Considerations for Use
- Baseline testing is recommended to maximize the clinical utility of ANAM, allowing for comparison of post-injury results to pre-injury cognitive function 1.
- ANAM has been shown to have good test-retest reliability, although some studies have raised concerns about bias due to the majority of research being conducted by the test developers 1.
From the Research
Effectiveness of ANAM for Cognitive Monitoring
- The Automated Neuropsychological Assessment Metrics (ANAM) has been shown to be effective in detecting neurocognitive impairment in various clinical populations, including multiple sclerosis, systemic lupus erythematosus, Parkinson's disease, acquired brain injury, migraine headaches, and Alzheimer's disease 2.
- Studies have demonstrated the utility of ANAM in evaluating concussion recovery, with results indicating that ANAM can accurately predict return to neurocognitive baseline 3.

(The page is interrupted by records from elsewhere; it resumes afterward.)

//! DDR5/LPDDR5 power estimator CLI.
//!
//! This binary replays one workload against one device specification. It performs:
//! 1. **Loading:** Parses the spec, workload and optional configuration JSON files.
//! 2. **Replay:** Runs the engine with the violation policy and formulas chosen on the command line.
//! 3. **Reporting:** Prints the selected report sections and optionally writes the full report as JSON.
//!
//! The process exits with status 1 on any error, and also when violations were
//! collected, so scripted runs can gate on trace legality.

use std::fs;
use std::path::PathBuf;
use std::process;

use clap::{ArgAction, Parser, ValueEnum};
use tracing::error;
use tracing_subscriber::EnvFilter;

use ddrpower_core::config::{ActFormula, ViolationPolicy};
use ddrpower_core::sim::{loader, simulate};
use ddrpower_core::stats::REPORT_SECTIONS;
use ddrpower_core::{PowerReport, SimConfig, SimError};

#[derive(Parser, Debug)]
#[command(
    name = "ddrpower",
    author,
    version,
    about = "DDR5/LPDDR5 command-trace energy and power estimator",
    long_about = "Replay a timestamped DRAM command trace against a datasheet specification and report energy, power, bandwidth and efficiency.\n\nExamples:\n  ddrpower ddr5_16gb.json trace.json\n  ddrpower lpddr5.json trace.json --collect-violations -o report.json\n  ddrpower ddr5_16gb.json trace.json --sections summary,core -v"
)]
struct Cli {
    /// Device specification (JSON).
    spec: PathBuf,

    /// Workload: command trace plus metadata (JSON).
    workload: PathBuf,

    /// Write the full report as JSON to this file.
    #[arg(short, long)]
    output: Option<PathBuf>,

    /// Replay configuration (JSON); command-line flags override it.
    #[arg(long)]
    config: Option<PathBuf>,

    /// Record violations and keep replaying instead of stopping at the first.
    #[arg(long)]
    collect_violations: bool,

    /// ACT/PRE energy formula.
    #[arg(long, value_enum)]
    act_formula: Option<FormulaArg>,

    /// Postponed refreshes allowed before a deadline warning.
    #[arg(long)]
    max_postponed: Option<u32>,

    /// Include every energy credit in the JSON report.
    #[arg(long)]
    energy_log: bool,

    /// Report sections to print (comma separated).
    #[arg(long, value_delimiter = ',')]
    sections: Vec<String>,

    /// Print nothing to stdout.
    #[arg(short, long)]
    quiet: bool,

    /// Increase log verbosity (-v debug, -vv trace).
    #[arg(short, long, action = ArgAction::Count)]
    verbose: u8,
}

#[derive(Clone, Copy, Debug, ValueEnum)]
enum FormulaArg {
    Simple,
    Weighted,
}

impl From<FormulaArg> for ActFormula {
    fn from(arg: FormulaArg) -> Self {
        match arg {
            FormulaArg::Simple => Self::Simple,
            FormulaArg::Weighted => Self::Weighted,
        }
    }
}

fn main() {
    let cli = Cli::parse();
    init_logging(cli.verbose);

    if let Some(unknown) = cli.sections.iter().find(|s| !REPORT_SECTIONS.contains(&s.as_str())) {
        eprintln!("Error: unknown section `{unknown}` (expected one of {})", REPORT_SECTIONS.join(", "));
        process::exit(2);
    }

    match run(&cli) {
        Ok(report) => {
            if !cli.quiet {
                report.print_sections(&cli.sections);
            }
            if !report.is_clean() {
                eprintln!("[!] {} constraint violation(s) recorded", report.violations.len());
                process::exit(1);
            }
        }
        Err(e) => {
            error!("{e}");
            eprintln!("\n[!] FATAL: {e}");
            process::exit(1);
        }
    }
}

/// Loads inputs, applies command-line overrides and replays the trace.
///
/// Writes the JSON report when `--output` is given, before the caller decides the exit status.
fn run(cli: &Cli) -> Result<PowerReport, SimError> {
    let mut config = match &cli.config {
        Some(path) => loader::load_config(path)?,
        None => SimConfig::default(),
    };
    if cli.collect_violations {
        config.violation_policy = ViolationPolicy::Collect;
    }
    if let Some(formula) = cli.act_formula {
        config.act_formula = formula.into();
    }
    if let Some(max) = cli.max_postponed {
        config.max_postponed_refreshes = max;
    }
    if cli.energy_log {
        config.record_energy_log = true;
    }

    let spec = loader::load_spec(&cli.spec)?;
    let workload = loader::load_workload(&cli.workload)?;
    let report = simulate(&spec, &workload, config)?;

    if let Some(path) = &cli.output {
        let json = serde_json::to_string_pretty(&report).map_err(|source| SimError::Parse {
            what: "report".to_string(),
            source,
        })?;
        fs::write(path, json).map_err(|source| SimError::Io {
            path: path.clone(),
            source,
        })?;
        if !cli.quiet {
            println!("[*] Report written to {}", path.display());
        }
    }
    Ok(report)
}

/// Installs the stderr log subscriber; `RUST_LOG` overrides `-v`.
fn init_logging(verbose: u8) {
    let default = match verbose {
        0 => "warn",
        1 => "debug",
        _ => "trace",
    };
    let filter = EnvFilter::try_from_default_env().unwrap_or_else(|_| EnvFilter::new(default));
    let _ = tracing_subscriber::fmt()
        .with_env_filter(filter)
        .with_writer(std::io::stderr)
        .with_target(false)
        .try_init();
}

- ANAM has also been validated as a cognitive screening tool for presence of confirmed neuropsychological diagnosis in an outpatient setting, with sensitivity and specificity of 71% and 91%, respectively 4.
- The construct validity of selected ANAM battery measures has been established, with correlations and regressions indicating significant relationships between traditional and computerized tests measuring similar constructs 5.
- A validity measure for ANAM, the ANAM Performance Validity Index (APVI), has been developed, and a proxy for the APVI can be estimated from raw subtest summary test scores, allowing for the interpretation of test data even when the APVI is not available 6.
Key Findings
- ANAM has good concurrent and predictive validity with well-established neuropsychological measures 2.
- ANAM can accurately predict return to neurocognitive baseline after concussion, with a pattern of scores that correlates with an expected length of recovery 3.
- ANAM can be used as an adjunct measure in evaluating the resolution of physiological symptoms following a concussive injury 3.
- Gender appears to be a factor in time between concussive injury and resolution of symptoms, with female service members requiring additional time for the resolution of physical symptoms compared to their male counterparts 3.